Фауст жаловался на бесплодность всех своих изучений; но на самом деле они не были бесплодность в смысле познавательном; высокая магия дала ему возможность созерцать жизнь микрокосма. Он был упоен зрелищем, но воскликнул тут же: «Ах, но все это только зрелище!» – и пожелал реалистически и реально прильнуть к сосцам Природы. Все прежнее беспредельное познание оказалось не связанным с личностью живой связью, только зрелищем или, быть может, сновидением, а личность – зрителем или сновидцем. Имманентное личности, ее внутренний мир, необычайно неслыханно для прежних эпох осознанный, неисчерпаемо богатый, но хаотический и мятежно взволнованный, почувствовал себя замкнутым, как в тюрьме, и разлученным как бы пропастью с живым целым живой вселенной, ему трансцендентной, сияющей и зовущей за его порогом, на котором кто-то начертил непереступимую пентаграмму. Поэтому Фаусту необходимо, хотя бы ценою проклятия и внутреннего унижения, соприкоснуться с материей; но это соприкосновение для благородного духа может быть только поцелуем матери-земле, которая изводит из себя самой свой облик в женщине и ставит, как Еву, перед любящим. Нужен этот облик, эта форма, ибо имманентное в духе ищет не распространения своей стихии посредством темного слияния с тем, что имманентно в природе; нет, оно влюблено в трансцендентное, в то, что предстоит духу как объективно данная форма, и жаждет овладения ею, т. е. слияния с ее имманентным содержанием, при сохранении ее трансцендентной формы.
Из чего следует, что самая вина договора с Мефистофелем с Фауста заранее снята; этот договор недействителен; в нем есть условия, которые Мефистофель может обратить в свою пользу только путем ложного истолкования.

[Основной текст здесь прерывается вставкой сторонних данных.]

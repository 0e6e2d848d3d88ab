use super::{
    errors::{runner_errors::RunnerError, vm_errors::VirtualMachineError},
    runners::cairo_runner::CairoRunner,
};
use crate::types::relocatable::MaybeRelocatable;

/// Verify that the completed run in a runner is safe to be relocated and be
/// used by other Cairo programs.
///
/// Checks include:
///   - (Only if `verify_builtins` is set) no builtin segment holds cells past
///     the builtin's stop pointer.
///   - No access to the program segment outside the program data, or outside
///     `program_segment_size` cells when given.
///   - Every address left in memory is real (not temporary).
///
/// Note: each builtin checks its own segment's data.
pub fn verify_secure_runner(
    runner: &CairoRunner,
    verify_builtins: bool,
    program_segment_size: Option<usize>,
) -> Result<(), VirtualMachineError> {
    let vm = &runner.vm;
    let builtins_segment_info = match verify_builtins {
        true => runner.get_builtin_segments_info()?,
        false => Vec::new(),
    };
    for (index, stop_ptr) in builtins_segment_info {
        let current_size = vm
            .segments
            .memory
            .data
            .get(index)
            .map(|segment| segment.len());
        // The last valid offset is stop_ptr - 1.
        if current_size >= Some(stop_ptr + 1) {
            return Err(VirtualMachineError::OutOfBoundsBuiltinSegmentAccess);
        }
    }

    let program_segment_index = runner
        .program_base
        .and_then(|base| usize::try_from(base.segment_index).ok())
        .ok_or(RunnerError::NoProgBase)?;
    let program_segment_size =
        program_segment_size.unwrap_or(runner.program.shared_program_data.data.len());
    let program_length = vm
        .segments
        .memory
        .data
        .get(program_segment_index)
        .map(|segment| segment.len());
    if program_length >= Some(program_segment_size + 1) {
        return Err(VirtualMachineError::OutOfBoundsProgramSegmentAccess);
    }

    // Without temporary segments no temporary address could have been written.
    if !vm.segments.memory.temp_data.is_empty() {
        for value in vm.segments.memory.data.iter().flatten() {
            match value.as_ref().map(|cell| cell.get_value()) {
                Some(MaybeRelocatable::RelocatableValue(addr)) if addr.segment_index < 0 => {
                    return Err(VirtualMachineError::InvalidMemoryValueTemporaryAddress(
                        Box::new(*addr),
                    ))
                }
                _ => {}
            }
        }
    }
    for builtin in vm.builtin_runners.iter() {
        builtin.run_security_checks(vm)?;
    }

    Ok(())
}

Фауст принимает на себя в нем обязательство скорее перед Богом; это обязательство – вечное и неустанное стремление; миг удовлетворения, т. е. остановки, покоя, косности, лени, самодовольства, нежелания переступить на новую высшую ступень бытия – достаточен в силу договора, чтобы прекратить земную жизнь Фауста, но он не может отдать его злой силе всецело: едва пробудится в душе возобновленная жажда высшего «бытия», как опять подпись Фауста под словами «я твой» теряет свою силу, он опять не дьяволов, а Божий, ибо от небытия отрекается и продолжает за пределами жизни то же неустанное стремление, какое спасало его от адского кредитора в пределах жизни земной.